## Task statement:
Retype all of the data. Every line must match exactly.

## Input for this task:
//! Unified error handling with Sentry integration.
//!
//! Handlers return `Result<T, AppError>`. Backend failures never reach this
//! type (the data facade answers them with fallback values), so what remains
//! is bad input, unknown resources, rejected checkouts, and the rare genuine
//! internal fault.

use axum::{
    Json,
    extract::rejection::QueryRejection,
    http::StatusCode,
    response::{IntoResponse, Response},
};
use serde_json::json;
use thiserror::Error;
use zoco_core::CheckoutError;

/// Application-level error type for the storefront API.
#[derive(Debug, Error)]
pub enum AppError {
    /// Resource not found.
    #[error("Not found: {0}")]
    NotFound(String),

    /// Bad request from client.
    #[error("Bad request: {0}")]
    BadRequest(String),

    /// Order could not be placed.
    #[error("Checkout failed: {0}")]
    Checkout(#[from] CheckoutError),

    /// Internal server error.
    #[error("Internal error: {0}")]
    Internal(String),
}

impl IntoResponse for AppError {
    fn into_response(self) -> Response {
        if matches!(self, Self::Internal(_)) {
            let event_id = sentry::capture_error(&self);
            tracing::error!(
                error = %self,
                sentry_event_id = %event_id,
                "Request error"
            );
        }

        let status = match &self {
            Self::NotFound(_) => StatusCode::NOT_FOUND,
            Self::BadRequest(_) => StatusCode::BAD_REQUEST,
            Self::Checkout(_) => StatusCode::UNPROCESSABLE_ENTITY,
            Self::Internal(_) => StatusCode::INTERNAL_SERVER_ERROR,
        };

        // Don't expose internal error details to clients
        let message = match &self {
            Self::Internal(_) => "Internal server error".to_string(),
            Self::Checkout(err) => err.to_string(),
            _ => self.to_string(),
        };

        (status, Json(json!({ "error": message }))).into_response()
    }
}

impl From<QueryRejection> for AppError {
    fn from(rejection: QueryRejection) -> Self {
        Self::BadRequest(rejection.body_text())
    }
}

/// Result type alias for `AppError`.
pub type Result<T> = std::result::Result<T, AppError>;

/// Add a breadcrumb for shopper and admin actions.
///
/// Breadcrumbs appear in Sentry error reports to show the trail of actions
/// leading up to an error.
pub fn add_breadcrumb(category: &str, message: &str, data: &[(&str, &str)]) {
    let mut breadcrumb = sentry::Breadcrumb {
        category: Some(category.to_string()),
        message: Some(message.to_string()),
        level: sentry::Level::Info,
        ..Default::default()
    };

    for (key, value) in data {
        breadcrumb.data.insert(
            (*key).to_string(),
            serde_json::Value::String((*value).to_string()),
        );
    }

    sentry::add_breadcrumb(breadcrumb);
}

#[cfg(test)]
#[allow(clippy::unwrap_used)]
mod tests {
    use super::*;

    fn get_status(err: AppError) -> StatusCode {
        err.into_response().status()
    }

    #[test]
    fn test_app_error_display() {
        let err = AppError::NotFound("product black-hoodie".to_string());
        assert_eq!(err.to_string(), "Not found: product black-hoodie");

        let err = AppError::from(CheckoutError::EmptyCart);
        assert_eq!(err.to_string(), "Checkout failed: cart is empty");
    }

    #[test]
    fn test_query_rejection_is_bad_request() {
        use axum::extract::Query;
        use axum::http::Uri;

        let uri: Uri = "/api/products?max_price=abc".parse().unwrap();
        let rejection = Query::<zoco_core::ProductFilter>::try_from_uri(&uri).unwrap_err();
        let err = AppError::from(rejection);
        assert!(matches!(err, AppError::BadRequest(_)));
        assert_eq!(get_status(err), StatusCode::BAD_REQUEST);
    }

    #[test]
    fn test_app_error_status_codes() {
        assert_eq!(
            get_status(AppError::NotFound("test".to_string())),
            StatusCode::NOT_FOUND
        );
        assert_eq!(
            get_status(AppError::BadRequest("test".to_string())),
            StatusCode::BAD_REQUEST
        );
        assert_eq!(
            get_status(AppError::Checkout(CheckoutError::MissingField("city"))),
            StatusCode::UNPROCESSABLE_ENTITY
        );
        assert_eq!(
            get_status(AppError::Internal("test".to_string())),
            StatusCode::INTERNAL_SERVER_ERROR
        );
    }
}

## Solution to the exercise:
//! Unified error handling with Sentry integration.
//!
//! Handlers return `Result<T, AppError>`. Backend failures never reach this
//! type (the data facade answers them with fallback values), so what remains
//! is bad input, unknown resources, rejected checkouts, and the rare genuine
//! internal fault.

use axum::{
    Json,
    extract::rejection::QueryRejection,
    http::StatusCode,
    response::{IntoResponse, Response},
};
use serde_json::json;
use thiserror::Error;
use zoco_core::CheckoutError;

/// Application-level error type for the storefront API.
#[derive(Debug, Error)]
pub enum AppError {
    /// Resource not found.
    #[error("Not found: {0}")]
    NotFound(String),

    /// Bad request from client.
    #[error("Bad request: {0}")]
    BadRequest(String),

    /// Order could not be placed.
    #[error("Checkout failed: {0}")]
    Checkout(#[from] CheckoutError),

    /// Internal server error.
    #[error("Internal error: {0}")]
    Internal(String),
}

impl IntoResponse for AppError {
    fn into_response(self) -> Response {
        if matches!(self, Self::Internal(_)) {
            let event_id = sentry::capture_error(&self);
            tracing::error!(
                error = %self,
                sentry_event_id = %event_id,
                "Request error"
            );
        }

        let status = match &self {
            Self::NotFound(_) => StatusCode::NOT_FOUND,
            Self::BadRequest(_) => StatusCode::BAD_REQUEST,
            Self::Checkout(_) => StatusCode::UNPROCESSABLE_ENTITY,
            Self::Internal(_) => StatusCode::INTERNAL_SERVER_ERROR,
        };

        // Don't expose internal error details to clients
        let message = match &self {
            Self::Internal(_) => "Internal server error".to_string(),
            Self::Checkout(err) => err.to_string(),
            _ => self.to_string(),
        };

        (status, Json(json!({ "error": message }))).into_response()
    }
}

impl From<QueryRejection> for AppError {
    fn from(rejection: QueryRejection) -> Self {
        Self::BadRequest(rejection.body_text())
    }
}

/// Result type alias for `AppError`.
pub type Result<T> = std::result::Result<T, AppError>;

/// Add a breadcrumb for shopper and admin actions.
///
/// Breadcrumbs appear in Sentry error reports to show the trail of actions
/// leading up to an error.
pub fn add_breadcrumb(category: &str, message: &str, data: &[(&str, &str)]) {
    let mut breadcrumb = sentry::Breadcrumb {
        category: Some(category.to_string()),
        message: Some(message.to_string()),
        level: sentry::Level::Info,
        ..Default::default()
    };

    for (key, value) in data {
        breadcrumb.data.insert(
            (*key).to_string(),
            serde_json::Value::String((*value).to_string()),
        );
    }

    sentry::add_breadcrumb(breadcrumb);
}

#[cfg(test)]
#[allow(clippy::unwrap_used)]
mod tests {
    use super::*;

    fn get_status(err: AppError) -> StatusCode {
        err.into_response().status()
    }

    #[test]
    fn test_app_error_display() {
        let err = AppError::NotFound("product black-hoodie".to_string());
        assert_eq!(err.to_string(), "Not found: product black-hoodie");

        let err = AppError::from(CheckoutError::EmptyCart);
        assert_eq!(err.to_string(), "Checkout failed: cart is empty");
    }

    #[test]
    fn test_query_rejection_is_bad_request() {
        use axum::extract::Query;
        use axum::http::Uri;

        let uri: Uri = "/api/products?max_price=abc".parse().unwrap();
        let rejection = Query::<zoco_core::ProductFilter>::try_from_uri(&uri).unwrap_err();
        let err = AppError::from(rejection);
        assert!(matches!(err, AppError::BadRequest(_)));
        assert_eq!(get_status(err), StatusCode::BAD_REQUEST);
    }

    #[test]
    fn test_app_error_status_codes() {
        assert_eq!(
            get_status(AppError::NotFound("test".to_string())),
            StatusCode::NOT_FOUND
        );
        assert_eq!(
            get_status(AppError::BadRequest("test".to_string())),
            StatusCode::BAD_REQUEST
        );
        assert_eq!(
            get_status(AppError::Checkout(CheckoutError::MissingField("city"))),
            StatusCode::UNPROCESSABLE_ENTITY
        );
        assert_eq!(
            get_status(AppError::Internal("test".to_string())),
            StatusCode::INTERNAL_SERVER_ERROR
        );
    }
}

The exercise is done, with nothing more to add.